Why is Speed of Light Constant?

Most recent answer: 08/03/2015

Q:
I fully accept that the speed of light is constant in a vacuum and that it fully conforms with all theories but is there a scientific model as to why it is constant and no other phenomena are?Thank you for this site, I just found it.
- Jim Meadows (age 65)
San Juan Cosala, Jalisco, Mexico
A:

First, it's not true that only light travels at that fixed speed. Gravity waves travel at the same speed, in theory and also so far as can be determined from the observed slowing of binary pulsars.  So do gluons, but they interact so strongly that their long-range travel isn't observable. If other long-range fields show up (e.g. one that has been proposed recently as part of a possible explanation of dark matter) then they too will travel at the same speed.

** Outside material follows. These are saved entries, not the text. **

//! Form nonces
//!
//! A nonce is `blake3(secret || 0x00 || action)` as hex. Forms embed it in a
//! hidden field; the save path refuses submissions whose nonce does not match.

/// Hidden form field carrying the editor nonce
pub const EDITOR_NONCE_FIELD: &str = "reference_nonce";

/// Action name the editor nonce is bound to
pub const EDITOR_NONCE_ACTION: &str = "postrefs/editor";

/// Issues and verifies action-bound nonces
#[derive(Debug, Clone)]
pub struct NonceIssuer {
    secret: String,
}

impl NonceIssuer {
    pub fn new(secret: impl Into<String>) -> Self {
        Self { secret: secret.into() }
    }

    pub fn issue(&self, action: &str) -> String {
        let mut hasher = blake3::Hasher::new();
        hasher.update(self.secret.as_bytes());
        hasher.update(&[0]);
        hasher.update(action.as_bytes());
        hasher.finalize().to_hex().to_string()
    }

    pub fn verify(&self, action: &str, nonce: &str) -> bool {
        let expected = self.issue(action);
        expected.len() == nonce.len()
            && expected
                .bytes()
                .zip(nonce.bytes())
                .fold(0u8, |acc, (a, b)| acc | (a ^ b))
                == 0
    }
}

The theory of the special speed limit is just the theory of relativity. The explanations of why certain fields lack rest mass (and thus must travel at c, according to relativity) and others have rest mass (and thus can't travel at c, according to relativity) is much more complicated. The current version goes by the name The Standard Model. It has something in common with relativity. Both consider how the universe must really be the same even when viewed in diferent representations. Both thus deal with "invariants", the set of phenomena which are independent of representation. The speed of light is perhaps the simplest of such invariants to describe, but there are many others.

We have some old discussions that may help: 

Mike W.


(published on 08/03/2015)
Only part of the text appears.